Task directions:
Reproduce all of the entries below exactly, without a single change.

[[ Available data, beginning ]]

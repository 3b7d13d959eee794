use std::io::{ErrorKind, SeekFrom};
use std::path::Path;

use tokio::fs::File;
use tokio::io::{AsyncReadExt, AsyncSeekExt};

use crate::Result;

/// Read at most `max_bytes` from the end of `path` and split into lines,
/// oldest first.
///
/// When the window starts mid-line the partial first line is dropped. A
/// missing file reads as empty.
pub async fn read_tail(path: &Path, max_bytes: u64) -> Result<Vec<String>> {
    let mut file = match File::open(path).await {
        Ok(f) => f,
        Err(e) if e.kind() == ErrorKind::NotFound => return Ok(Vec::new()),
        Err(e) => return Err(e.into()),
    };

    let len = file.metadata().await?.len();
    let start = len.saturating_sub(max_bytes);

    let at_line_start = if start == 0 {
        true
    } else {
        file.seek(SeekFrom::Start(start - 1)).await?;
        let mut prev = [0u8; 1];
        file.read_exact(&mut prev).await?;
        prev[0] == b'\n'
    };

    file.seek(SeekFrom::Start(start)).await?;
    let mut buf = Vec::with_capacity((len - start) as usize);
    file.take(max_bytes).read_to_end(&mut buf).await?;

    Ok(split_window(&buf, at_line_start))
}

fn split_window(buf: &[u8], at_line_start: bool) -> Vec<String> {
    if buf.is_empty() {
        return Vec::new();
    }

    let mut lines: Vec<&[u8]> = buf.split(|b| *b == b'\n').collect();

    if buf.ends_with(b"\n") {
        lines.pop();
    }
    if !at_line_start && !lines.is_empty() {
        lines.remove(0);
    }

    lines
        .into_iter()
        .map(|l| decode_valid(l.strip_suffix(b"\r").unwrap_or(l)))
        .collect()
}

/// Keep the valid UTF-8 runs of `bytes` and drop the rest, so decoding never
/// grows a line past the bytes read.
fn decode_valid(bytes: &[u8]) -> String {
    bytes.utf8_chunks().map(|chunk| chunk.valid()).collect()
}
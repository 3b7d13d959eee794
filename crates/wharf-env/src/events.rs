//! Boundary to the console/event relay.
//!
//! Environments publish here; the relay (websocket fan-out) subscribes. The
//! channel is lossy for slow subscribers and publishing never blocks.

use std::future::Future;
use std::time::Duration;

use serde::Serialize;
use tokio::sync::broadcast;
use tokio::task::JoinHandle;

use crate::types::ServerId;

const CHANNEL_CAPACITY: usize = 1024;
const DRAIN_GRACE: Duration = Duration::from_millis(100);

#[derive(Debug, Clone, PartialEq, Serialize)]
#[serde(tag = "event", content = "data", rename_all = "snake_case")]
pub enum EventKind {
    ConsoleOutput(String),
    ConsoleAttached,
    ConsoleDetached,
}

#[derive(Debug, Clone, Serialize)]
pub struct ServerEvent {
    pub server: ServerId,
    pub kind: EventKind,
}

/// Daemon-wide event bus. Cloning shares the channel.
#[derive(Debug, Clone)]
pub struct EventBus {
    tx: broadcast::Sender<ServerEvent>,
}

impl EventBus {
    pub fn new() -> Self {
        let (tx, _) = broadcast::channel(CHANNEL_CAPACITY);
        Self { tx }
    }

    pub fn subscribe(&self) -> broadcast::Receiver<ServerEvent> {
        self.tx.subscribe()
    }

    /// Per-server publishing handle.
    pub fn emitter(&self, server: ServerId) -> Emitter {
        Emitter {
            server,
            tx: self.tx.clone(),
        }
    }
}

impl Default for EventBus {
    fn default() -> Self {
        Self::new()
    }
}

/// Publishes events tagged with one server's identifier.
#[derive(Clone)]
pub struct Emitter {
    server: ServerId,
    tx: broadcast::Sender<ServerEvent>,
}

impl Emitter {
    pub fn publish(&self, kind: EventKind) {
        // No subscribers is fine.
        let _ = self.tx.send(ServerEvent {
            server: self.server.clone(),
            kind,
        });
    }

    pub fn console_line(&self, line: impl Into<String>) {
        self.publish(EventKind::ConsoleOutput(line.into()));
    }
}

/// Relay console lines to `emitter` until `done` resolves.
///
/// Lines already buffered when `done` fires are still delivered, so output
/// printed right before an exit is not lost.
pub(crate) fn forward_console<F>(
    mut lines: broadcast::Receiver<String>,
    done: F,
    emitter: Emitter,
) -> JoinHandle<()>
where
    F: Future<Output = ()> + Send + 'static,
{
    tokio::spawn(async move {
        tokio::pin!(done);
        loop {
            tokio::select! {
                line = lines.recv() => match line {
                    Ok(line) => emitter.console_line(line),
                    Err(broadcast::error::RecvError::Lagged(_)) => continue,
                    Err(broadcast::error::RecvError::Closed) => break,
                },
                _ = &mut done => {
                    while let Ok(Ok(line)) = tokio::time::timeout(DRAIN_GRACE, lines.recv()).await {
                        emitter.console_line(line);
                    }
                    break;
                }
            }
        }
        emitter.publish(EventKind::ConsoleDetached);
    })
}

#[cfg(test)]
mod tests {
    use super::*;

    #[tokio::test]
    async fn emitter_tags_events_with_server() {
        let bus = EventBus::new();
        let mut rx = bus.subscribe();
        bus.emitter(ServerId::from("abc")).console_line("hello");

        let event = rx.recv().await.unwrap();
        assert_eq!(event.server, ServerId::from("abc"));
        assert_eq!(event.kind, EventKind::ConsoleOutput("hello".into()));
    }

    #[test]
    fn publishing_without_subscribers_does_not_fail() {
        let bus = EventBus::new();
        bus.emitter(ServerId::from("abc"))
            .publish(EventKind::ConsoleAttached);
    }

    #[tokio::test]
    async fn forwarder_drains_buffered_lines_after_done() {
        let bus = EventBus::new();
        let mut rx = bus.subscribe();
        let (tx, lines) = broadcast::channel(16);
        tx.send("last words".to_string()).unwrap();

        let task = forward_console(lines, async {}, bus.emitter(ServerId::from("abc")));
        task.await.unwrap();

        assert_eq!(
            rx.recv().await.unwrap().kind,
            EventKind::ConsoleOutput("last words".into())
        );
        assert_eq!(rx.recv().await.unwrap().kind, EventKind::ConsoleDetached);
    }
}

[[ Available data, end ]]

Response for this exercise:
repository 3b7d13d959eee794
use std::io::{ErrorKind, SeekFrom};
use std::path::Path;

use tokio::fs::File;
use tokio::io::{AsyncReadExt, AsyncSeekExt};

use crate::Result;

/// Read at most `max_bytes` from the end of `path` and split into lines,
/// oldest first.
///
/// When the window starts mid-line the partial first line is dropped. A
/// missing file reads as empty.
pub async fn read_tail(path: &Path, max_bytes: u64) -> Result<Vec<String>> {
    let mut file = match File::open(path).await {
        Ok(f) => f,
        Err(e) if e.kind() == ErrorKind::NotFound => return Ok(Vec::new()),
        Err(e) => return Err(e.into()),
    };

    let len = file.metadata().await?.len();
    let start = len.saturating_sub(max_bytes);

    let at_line_start = if start == 0 {
        true
    } else {
        file.seek(SeekFrom::Start(start - 1)).await?;
        let mut prev = [0u8; 1];
        file.read_exact(&mut prev).await?;
        prev[0] == b'\n'
    };

    file.seek(SeekFrom::Start(start)).await?;
    let mut buf = Vec::with_capacity((len - start) as usize);
    file.take(max_bytes).read_to_end(&mut buf).await?;

    Ok(split_window(&buf, at_line_start))
}

fn split_window(buf: &[u8], at_line_start: bool) -> Vec<String> {
    if buf.is_empty() {
        return Vec::new();
    }

    let mut lines: Vec<&[u8]> = buf.split(|b| *b == b'\n').collect();

    if buf.ends_with(b"\n") {
        lines.pop();
    }
    if !at_line_start && !lines.is_empty() {
        lines.remove(0);
    }

    lines
        .into_iter()
        .map(|l| decode_valid(l.strip_suffix(b"\r").unwrap_or(l)))
        .collect()
}

/// Keep the valid UTF-8 runs of `bytes` and drop the rest, so decoding never
/// grows a line past the bytes read.
fn decode_valid(bytes: &[u8]) -> String {
    bytes.utf8_chunks().map(|chunk| chunk.valid()).collect()
}
repository 3b7d13d959eee794
filename crates/wharf-env/src/events.rs
//! Boundary to the console/event relay.
//!
//! Environments publish here; the relay (websocket fan-out) subscribes. The
//! channel is lossy for slow subscribers and publishing never blocks.

use std::future::Future;
use std::time::Duration;

use serde::Serialize;
use tokio::sync::broadcast;
use tokio::task::JoinHandle;

use crate::types::ServerId;

const CHANNEL_CAPACITY: usize = 1024;
const DRAIN_GRACE: Duration = Duration::from_millis(100);

#[derive(Debug, Clone, PartialEq, Serialize)]
#[serde(tag = "event", content = "data", rename_all = "snake_case")]
pub enum EventKind {
    ConsoleOutput(String),
    ConsoleAttached,
    ConsoleDetached,
}

#[derive(Debug, Clone, Serialize)]
pub struct ServerEvent {
    pub server: ServerId,
    pub kind: EventKind,
}

/// Daemon-wide event bus. Cloning shares the channel.
#[derive(Debug, Clone)]
pub struct EventBus {
    tx: broadcast::Sender<ServerEvent>,
}

impl EventBus {
    pub fn new() -> Self {
        let (tx, _) = broadcast::channel(CHANNEL_CAPACITY);
        Self { tx }
    }

    pub fn subscribe(&self) -> broadcast::Receiver<ServerEvent> {
        self.tx.subscribe()
    }

    /// Per-server publishing handle.
    pub fn emitter(&self, server: ServerId) -> Emitter {
        Emitter {
            server,
            tx: self.tx.clone(),
        }
    }
}

impl Default for EventBus {
    fn default() -> Self {
        Self::new()
    }
}

/// Publishes events tagged with one server's identifier.
#[derive(Clone)]
pub struct Emitter {
    server: ServerId,
    tx: broadcast::Sender<ServerEvent>,
}

impl Emitter {
    pub fn publish(&self, kind: EventKind) {
        // No subscribers is fine.
        let _ = self.tx.send(ServerEvent {
            server: self.server.clone(),
            kind,
        });
    }

    pub fn console_line(&self, line: impl Into<String>) {
        self.publish(EventKind::ConsoleOutput(line.into()));
    }
}

/// Relay console lines to `emitter` until `done` resolves.
///
/// Lines already buffered when `done` fires are still delivered, so output
/// printed right before an exit is not lost.
pub(crate) fn forward_console<F>(
    mut lines: broadcast::Receiver<String>,
    done: F,
    emitter: Emitter,
) -> JoinHandle<()>
where
    F: Future<Output = ()> + Send + 'static,
{
    tokio::spawn(async move {
        tokio::pin!(done);
        loop {
            tokio::select! {
                line = lines.recv() => match line {
                    Ok(line) => emitter.console_line(line),
                    Err(broadcast::error::RecvError::Lagged(_)) => continue,
                    Err(broadcast::error::RecvError::Closed) => break,
                },
                _ = &mut done => {
                    while let Ok(Ok(line)) = tokio::time::timeout(DRAIN_GRACE, lines.recv()).await {
                        emitter.console_line(line);
                    }
                    break;
                }
            }
        }
        emitter.publish(EventKind::ConsoleDetached);
    })
}

#[cfg(test)]
mod tests {
    use super::*;

    #[tokio::test]
    async fn emitter_tags_events_with_server() {
        let bus = EventBus::new();
        let mut rx = bus.subscribe();
        bus.emitter(ServerId::from("abc")).console_line("hello");

        let event = rx.recv().await.unwrap();
        assert_eq!(event.server, ServerId::from("abc"));
        assert_eq!(event.kind, EventKind::ConsoleOutput("hello".into()));
    }

    #[test]
    fn publishing_without_subscribers_does_not_fail() {
        let bus = EventBus::new();
        bus.emitter(ServerId::from("abc"))
            .publish(EventKind::ConsoleAttached);
    }

    #[tokio::test]
    async fn forwarder_drains_buffered_lines_after_done() {
        let bus = EventBus::new();
        let mut rx = bus.subscribe();
        let (tx, lines) = broadcast::channel(16);
        tx.send("last words".to_string()).unwrap();

        let task = forward_console(lines, async {}, bus.emitter(ServerId::from("abc")));
        task.await.unwrap();

        assert_eq!(
            rx.recv().await.unwrap().kind,
            EventKind::ConsoleOutput("last words".into())
        );
        assert_eq!(rx.recv().await.unwrap().kind, EventKind::ConsoleDetached);
    }
}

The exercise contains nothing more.